A Puppet module to install and manage Cassandra, DataStax Agent & OpsCenter

Setup

What Cassandra affects

What the Cassandra class affects

  • Installs the Cassandra package (default cassandra22 on Red Hat and cassandra on Debian).
  • Configures settings in ${config_path}/cassandra.yaml.
  • On CentOS 7 if the init service provider is used, then cassandra is added as a system service.
  • Optionally ensures that the Cassandra service is enabled and running.
  • On Debian systems:
    • Optionally replace /etc/init.d/cassandra with a workaround for CASSANDRA-9822.

What the cassandra::datastax_agent class affects

  • Optionally installs the DataStax agent.
  • Optionally sets JAVA_HOME in /etc/default/datastax-agent.

What the cassandra::datastax_repo class affects

  • Optionally configures a Yum repository to install the Cassandra packages from (on Red Hat).
  • Optionally configures an Apt repository to install the Cassandra packages from (on Debian).

What the cassandra::dse class affects

  • Optionally configures files in the /etc/dse directory if one is using DataStax Enterprise.

What the cassandra::firewall_ports class affects

  • Optionally configures the firewall for the Cassandra related network ports.

What the cassandra::java class affects

  • Optionally installs a JRE/JDK package (e.g. java-1.7.0-openjdk) and the Java Native Access (JNA).

What the cassandra::optutils class affects

  • Optionally installs the Cassandra support tools (e.g. cassandra22-tools).

Upgrading

We follow SemVer Versioning and an update of the major release (i.e. from 1.Y.Z to 2.Y.Z) will indicate a significant change to the API which will most probably require a change to your manifest.

Changes in 2.0.0

This is a major change to the API and you will more than likely need to change your manifest to accomodate these changes.

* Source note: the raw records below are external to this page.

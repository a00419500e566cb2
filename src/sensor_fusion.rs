// sensor_fusion.rs: IMU/pose ingest for the quadrotor UKF
//
// Nothing in here knows about files, threads or the CLI. Callers hand in IMU
// and pose events (possibly from two threads at once) and get the updated
// belief published through whatever PoseSink they supplied.
//
// Each handler takes the belief lock, computes a new belief from a snapshot
// and commits it in one step. A failed update leaves the belief untouched.

use std::path::Path;
use std::time::Duration;

use anyhow::{Context, Result};
use log::{debug, trace, warn};
use nalgebra::{DMatrix, DVector, Vector3};
use parking_lot::Mutex;
use serde::{Deserialize, Serialize};

use crate::belief::{BeliefStore, PoseFix, QuadBelief};
use crate::error::{EstimatorError, EstimatorResult};
use crate::filters::quad_model::{
    check_quat, imu_angular_velocity, imu_specific_force, normalize_quat, pose_orientation,
    pose_position, propagate_kinematics, remove_gravity, QuadModel, QuadState, IDX_VELOCITY,
};
use crate::filters::ukf::{UkfEngine, UkfParams};
use crate::publisher::{PoseSink, Publisher, POSE_ARRAY_SIZE};
use crate::types::linalg::{MEASURE_DIM_POSE, STATE_DIM};
use crate::types::{ImuEvent, PoseArray, PoseEvent};

// ─── Configuration ───────────────────────────────────────────────────────────

#[derive(Clone, Debug, PartialEq, Serialize, Deserialize)]
#[serde(default)]
pub struct EstimatorConfig {
    // ── Noise (variances on the diagonal) ──
    pub process_noise: f64,
    pub measurement_noise: f64,
    pub initial_covariance: f64,

    // ── Initial belief ──
    pub initial_position: [f64; 3],
    pub initial_dt: f64,

    // ── Output / concurrency ──
    pub pose_history_size: usize,
    pub lock_timeout_ms: u64,

    pub ukf: UkfParams,
}

impl Default for EstimatorConfig {
    fn default() -> Self {
        Self {
            process_noise: 0.01,
            measurement_noise: 0.01,
            initial_covariance: 0.01,
            initial_position: [0.0, 0.0, 1.0],
            initial_dt: 1e-4,
            pose_history_size: POSE_ARRAY_SIZE,
            lock_timeout_ms: 100,
            ukf: UkfParams::default(),
        }
    }
}

impl EstimatorConfig {
    /// Read a JSON config; missing fields keep their defaults.
    pub fn load(path: &Path) -> Result<Self> {
        let text = std::fs::read_to_string(path)
            .with_context(|| format!("reading config {}", path.display()))?;
        Self::from_json(&text).with_context(|| format!("parsing config {}", path.display()))
    }

    pub fn from_json(text: &str) -> Result<Self> {
        Ok(serde_json::from_str(text)?)
    }

    pub fn lock_timeout(&self) -> Duration {
        Duration::from_millis(self.lock_timeout_ms)
    }
}

/// Additive noise matrices, fixed at construction.
#[derive(Clone, Debug)]
pub struct NoiseModel {
    pub process: DMatrix<f64>,
    pub measurement: DMatrix<f64>,
}

impl NoiseModel {
    pub fn from_config(config: &EstimatorConfig) -> Self {
        Self {
            process: DMatrix::<f64>::identity(STATE_DIM, STATE_DIM) * config.process_noise,
            measurement: DMatrix::<f64>::identity(MEASURE_DIM_POSE, MEASURE_DIM_POSE)
                * config.measurement_noise,
        }
    }
}

// ─── Estimator ───────────────────────────────────────────────────────────────

pub struct QuadEstimator<S: PoseSink> {
    config: EstimatorConfig,
    engine: UkfEngine,
    noise: NoiseModel,
    store: BeliefStore,
    // Taken after the belief lock, never before it.
    publisher: Mutex<Publisher<S>>,
}

impl<S: PoseSink> QuadEstimator<S> {
    /// Estimator at rest at the configured position, timestamped `t0`.
    pub fn new(config: EstimatorConfig, t0: f64, sink: S) -> Self {
        let belief = QuadBelief::initial(&config, t0);
        let store = BeliefStore::new(belief, config.lock_timeout());
        let publisher = Publisher::with_capacity(sink, config.pose_history_size);

        Self {
            engine: UkfEngine::new(STATE_DIM, config.ukf),
            noise: NoiseModel::from_config(&config),
            store,
            publisher: Mutex::new(publisher),
            config,
        }
    }

    pub fn config(&self) -> &EstimatorConfig {
        &self.config
    }

    pub fn store(&self) -> &BeliefStore {
        &self.store
    }

    /// Current belief (waits for the belief lock like any other caller).
    pub fn belief(&self) -> EstimatorResult<QuadBelief> {
        self.store.snapshot()
    }

    /// Copy of the rolling pose history, newest first.
    pub fn pose_history(&self) -> PoseArray {
        self.publisher.lock().history().clone()
    }

    pub fn published(&self) -> usize {
        self.publisher.lock().published()
    }

    pub fn flush_sinks(&self) -> std::io::Result<()> {
        self.publisher.lock().sink_mut().flush()
    }

    /// Unscented predict driven by one IMU sample.
    pub fn handle_imu(&self, event: &ImuEvent) -> EstimatorResult<()> {
        let mut guard = self.store.acquire().map_err(|e| {
            warn!("IMU event at t={:.6} dropped: {}", event.timestamp, e);
            e
        })?;
        let prior = guard.snapshot();

        match self.imu_update(&prior, event) {
            Ok(belief) => {
                trace!("IMU predict t={:.6} dt={:.6}", belief.timestamp, belief.dt);
                self.publisher.lock().publish(&belief);
                guard.replace(belief);
                Ok(())
            }
            Err(e) => {
                warn!("IMU event at t={:.6} dropped ({}): {}", event.timestamp, e.kind(), e);
                Err(e)
            }
        }
    }

    /// Extrapolate, predict and correct against one external pose fix.
    pub fn handle_pose(&self, event: &PoseEvent) -> EstimatorResult<()> {
        let mut guard = self.store.acquire().map_err(|e| {
            warn!("Pose event at t={:.6} dropped: {}", event.timestamp, e);
            e
        })?;
        let prior = guard.snapshot();
        let last_fix = guard.last_pose();

        match self.pose_update(&prior, last_fix, event) {
            Ok((belief, fix)) => {
                debug!(
                    "Pose correct t={:.6} p=({:.3}, {:.3}, {:.3})",
                    belief.timestamp,
                    belief.state.position().x,
                    belief.state.position().y,
                    belief.state.position().z
                );
                self.publisher.lock().publish(&belief);
                guard.replace(belief);
                guard.set_last_pose(fix);
                Ok(())
            }
            Err(e) => {
                warn!("Pose event at t={:.6} dropped ({}): {}", event.timestamp, e.kind(), e);
                Err(e)
            }
        }
    }

    fn imu_update(&self, prior: &QuadBelief, event: &ImuEvent) -> EstimatorResult<QuadBelief> {
        let mut working = prior.state;
        let q = normalize_quat(working.orientation());

        working.set_angular_velocity(imu_angular_velocity(&event.angular_velocity));
        let force = imu_specific_force(&event.linear_acceleration);
        working.set_acceleration(remove_gravity(&force, &q));

        let dt = event.timestamp - prior.timestamp;
        let model = QuadModel::new(prior.state.acceleration());
        let predicted = self.engine.predict(
            &model,
            &working.to_column(),
            &prior.covariance,
            &self.noise.process,
            dt,
        )?;

        let state = repair_orientation(QuadState::from_column(predicted.mean()), &prior.state);
        finish(state, predicted.covariance, event.timestamp, dt)
    }

    fn pose_update(
        &self,
        prior: &QuadBelief,
        last_fix: Option<PoseFix>,
        event: &PoseEvent,
    ) -> EstimatorResult<(QuadBelief, PoseFix)> {
        let t = event.timestamp;
        let dt = t - prior.timestamp;

        let extrapolated = propagate_kinematics(&prior.state, dt);
        let model = QuadModel::new(prior.state.acceleration());
        let predicted = self.engine.predict(
            &model,
            &extrapolated.to_column(),
            &prior.covariance,
            &self.noise.process,
            dt,
        )?;

        let position = pose_position(&event.position);
        let predicted_velocity = predicted.mean().fixed_rows::<3>(IDX_VELOCITY).into_owned();
        let z = pose_measurement(
            position,
            pose_orientation(&event.orientation),
            t,
            &prior.state,
            last_fix,
            predicted_velocity,
        );

        let corrected = self
            .engine
            .correct(&model, &predicted, &z, &self.noise.measurement)?;

        let state = repair_orientation(QuadState::from_column(&corrected.mean), &prior.state);
        let belief = finish(state, corrected.covariance, t, dt)?;
        Ok((belief, PoseFix { timestamp: t, position }))
    }
}

/// 10-entry measurement: position, sign-repaired quaternion, velocity.
///
/// Velocity is the finite difference against the previous fix. Without a
/// usable previous fix it is the predicted velocity, so it carries no
/// innovation.
pub(crate) fn pose_measurement(
    position: Vector3<f64>,
    orientation: nalgebra::Quaternion<f64>,
    t: f64,
    prior: &QuadState,
    last_fix: Option<PoseFix>,
    predicted_velocity: Vector3<f64>,
) -> DVector<f64> {
    let q = check_quat(&prior.orientation(), &orientation);

    let velocity = match last_fix {
        Some(fix) if t - fix.timestamp > 0.0 => (position - fix.position) / (t - fix.timestamp),
        _ => predicted_velocity,
    };

    let mut z = DVector::<f64>::zeros(MEASURE_DIM_POSE);
    z.fixed_rows_mut::<3>(0).copy_from(&position);
    z.fixed_rows_mut::<4>(3).copy_from(&q.coords);
    z.fixed_rows_mut::<3>(7).copy_from(&velocity);
    z
}

fn repair_orientation(mut state: QuadState, prior: &QuadState) -> QuadState {
    let q = check_quat(&prior.orientation(), &state.orientation());
    state.set_orientation(q);
    state
}

fn finish(
    state: QuadState,
    covariance: DMatrix<f64>,
    timestamp: f64,
    dt: f64,
) -> EstimatorResult<QuadBelief> {
    let belief = QuadBelief {
        state,
        covariance,
        timestamp,
        dt,
    };
    if !belief.is_finite() {
        return Err(EstimatorError::NumericNonFinite("belief"));
    }
    Ok(belief)
}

The service_ensure attribute of the cassandra class now defaults to undef, users who do want to manage service status in Puppet can still set it to true. If leaving the value at the default and setting service_refresh and service_enable to false will mean that the user and not Puppet running will control the running state of Cassandra. This currently works OK on the Red Hat family, but has issues on Debian due to CASSANDRA-2356 during an initial install or package upgrade.

All the functionality relating to OpsCenter has been divested to the locp/opscenter module on Puppet Forge.

It should also be noted that the module no longer creates directories for the data, commitlog, saved_caches and for Cassandra 3 the hints directory. These resources will now need to be defined in your manifest/profile.

For a list of features that have been deprecated in this release, please see https://github.com/voxpupuli/puppet-cassandra/wiki/Deprecations

For details on migrating from the version 1.X.X attributes to the settings hash, see (https://github.com/voxpupuli/puppet-cassandra/wiki/Suggested-Baseline-Settings)

Please also see the notes for 2.0.0 in the CHANGELOG.

Changes in 1.19.0

The hints_directory documentation will cause a change in the cassandra.yaml file regardless of the value you set it to. If you do not wish this to result in a refesh of the Cassandra service, please set service_refresh to false.

Changes in 1.9.2

Now that Cassandra 3 is available from the DataStax repositories, there is a problem (especially on Debian) with the operating system package manager attempting to install Cassandra 3. This can be mitigated against using something similar to the code in this modules acceptance test. Please note that the default Cassandra package name has now been changed from 'dsc'. See the documentation for cassandra::package_name below for details.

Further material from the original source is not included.